Her Time to Pray and Her Time to Cry

When I was a boy, one of my chores was to dry my grandma’s car after the rain.  She would pull her mint condition, 1973 Chevelle into the garage.  There, my little brother and I would dry off the car as quickly as possible, using old tee shirts and long retired ruffly bloomers.  My grandma thought the rain would eat the paint, and this would be the last car she ever owned.  It was one of the many jobs we had but never thought much about.

Our home was small in North Central Florida – no more than 1,300 square feet, but it seemed like an enormous castle to us, especially with a massive, screened lanai in the back, adding more space.  We spent a lot of time under those fans when we were not working or in a nearby pool.  My brother and I were little.  We never noticed that we were poor or that my grandma’s fixed income denied us some of the pleasantries other children enjoyed.  We would wake up, walk across the shag carpet, make ourselves a bowl of cereal, and head out to do whatever chores were required for the day.  The faster we were done, the faster we could walk two miles to the community pool.

Before we would go to the pool in the afternoon, my grandma would make us grilled cheese sandwiches made from government cheese.  She used big blocks of cheese that were housed in a cardboard box, from where she got them, I still do not know.  You had to slice the cheese yourself and it was something of an art to keep the block squared from beginning to end.  My grandma was a terrible cook, hailing from Ireland, where cooking was not a sophisticated pastime of privileged women.  It was a means to sustenance.  However, when it came to grilled cheese sandwiches, the ability to burn something was a good thing.

Our grandma was a simple farm girl from the West of Ireland.  In the evenings we ate some kind of meat and potatoes or rice every single night.  We ate a lot of liver, but also had our fair share of fried hot dogs or burger patties.  My grandma was not a fan of Italian food – she questioned its nutritional purpose.  Nor would she eat Chinese food, because of Pearl Harbor, the Korean War, and Vietnam.  Vegetables were rare and almost always canned – usually due to a sale on dented products.  There was no dinosaur chicken nugget choices at our home.  We never complained; we ate what was on our plate. 

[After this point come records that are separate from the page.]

use std::io::{self, Write};

use clap::{Parser, ValueEnum};
use sqlx::postgres::PgPoolOptions;

use movie_api::auth::config::{DEFAULT_HASH_MEMORY_KIB, DEFAULT_HASH_ROUNDS};
use movie_api::auth::passwords::PasswordService;
use movie_api::auth::responses::Role;
use movie_api::validation;

#[derive(Clone, Copy, Debug, ValueEnum)]
enum RoleArg {
    User,
    Admin,
}

impl From<RoleArg> for Role {
    fn from(arg: RoleArg) -> Self {
        match arg {
            RoleArg::User => Role::User,
            RoleArg::Admin => Role::Admin,
        }
    }
}

#[derive(Parser, Debug)]
#[command(
    name = "create_user",
    about = "Create a movie API account, e.g. the first administrator"
)]
struct Args {
    /// Email address for the account (case insensitive).
    #[arg(long)]
    email: String,

    /// Plaintext password to hash and store for this user.
    #[arg(long)]
    password: String,

    /// Full name shown on the profile.
    #[arg(long)]
    full_name: String,

    /// Role to assign.
    #[arg(long, value_enum, default_value_t = RoleArg::User)]
    role: RoleArg,
}

fn env_u32(key: &str, default: u32) -> u32 {
    std::env::var(key)
        .ok()
        .and_then(|value| value.parse().ok())
        .unwrap_or(default)
}

#[tokio::main]
async fn main() -> Result<(), Box<dyn std::error::Error>> {
    env_logger::Builder::from_env(env_logger::Env::default().default_filter_or("info"))
        .format_timestamp(None)
        .init();

    let args = Args::parse();
    let email = match validation::normalize_email(&args.email) {
        Ok(email) => email,
        Err(err) => {
            writeln!(io::stderr(), "error: {err}")?;
            std::process::exit(1);
        }
    };
    let full_name = args.full_name.trim().to_string();
    if let Err(err) = validation::require_non_empty("fullName", &full_name)
        .and_then(|_| validation::check_password(&args.password))
    {
        writeln!(io::stderr(), "error: {err}")?;
        std::process::exit(1);
    }
    let role = Role::from(args.role);

    let database_url = std::env::var("DATABASE_URL")?;
    let pool = PgPoolOptions::new()
        .max_connections(1)
        .connect(&database_url)
        .await?;

    let mut tx = pool.begin().await?;

    let existing = sqlx::query_scalar::<_, i64>("SELECT COUNT(*) FROM users WHERE email = $1")
        .bind(&email)
        .fetch_one(&mut *tx)
        .await?;

    if existing > 0 {
        writeln!(
            io::stderr(),
            "error: a user with email '{email}' already exists."
        )?;
        std::process::exit(1);
    }

    let password_service = PasswordService::new(
        env_u32("PASSWORD_HASH_ROUNDS", DEFAULT_HASH_ROUNDS),
        env_u32("PASSWORD_HASH_MEMORY_KIB", DEFAULT_HASH_MEMORY_KIB),
    )
    .map_err(|err| io::Error::other(format!("argon2 init failed: {err}")))?;
    let password_hash = password_service
        .hash_password(&args.password)
        .map_err(|err| io::Error::other(format!("password hash failed: {err}")))?;

    let user_id: i32 = sqlx::query_scalar(
        "INSERT INTO users (full_name, email, role) VALUES ($1, $2, $3) RETURNING id",
    )
    .bind(&full_name)
    .bind(&email)
    .bind(role.code())
    .fetch_one(&mut *tx)
    .await?;

    sqlx::query("INSERT INTO local_user_credentials (user_id, password_hash) VALUES ($1, $2)")
        .bind(user_id)
        .bind(password_hash)
        .execute(&mut *tx)
        .await?;

    tx.commit().await?;

    log::info!("created {} user '{}' with id {}", role.as_str(), email, user_id);
    println!("Created {} user '{email}' with id {user_id}", role.as_str());
    Ok(())
}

Fruit, however, in Florida was abundant.  We ate oranges almost every day.  We never had soda.  We drank milk or water – often from the hose outside.  For holidays, we got to buy an envelope of Kool-Aid.  We learned the joys of sweet tea and lemonade from neighborhood friends, whose mothers took pride in the perfect ratios of sugar and water.

Summers in Florida are hot, but without air conditioning, they are even hotter.  Air conditioning was an expensive luxury, so even if my grandma had it, a fan was perfectly sufficient.  We watched the only television in the home.  It always began with the evening news, followed by whatever television programming she enjoyed.  We would sit in our skivvies and tee shirts, skinny little things that did not have enough body fat to keep ourselves overheated.  Indian-style or laying on our bellies were the preferred method to enjoy The Dukes of Hazard, Little House on the Prairie, Grand Ole Opry, or Knight Rider.  Essentially, if it was not on a major network or TBS, we did not see the show.  Television was an evening luxury, quickly surrendered if you did something stupid, like the time my brother decided to cuss in a grocery store.

About once a month we found ourselves at the VFW or the American Legion Hall.  They would hold dances for the couples, but mostly it was for the widows and widowers.  My Irish grandfather was a World War II veteran who was one of the first to land on Normandy.  He had died before I was born.  My grandma volunteered with her older girlfriends, but she never dated any of the men who would ask her to dance.  She was small and pretty for her age.  But she had the love of her life and he was in Heaven, awaiting their reunion.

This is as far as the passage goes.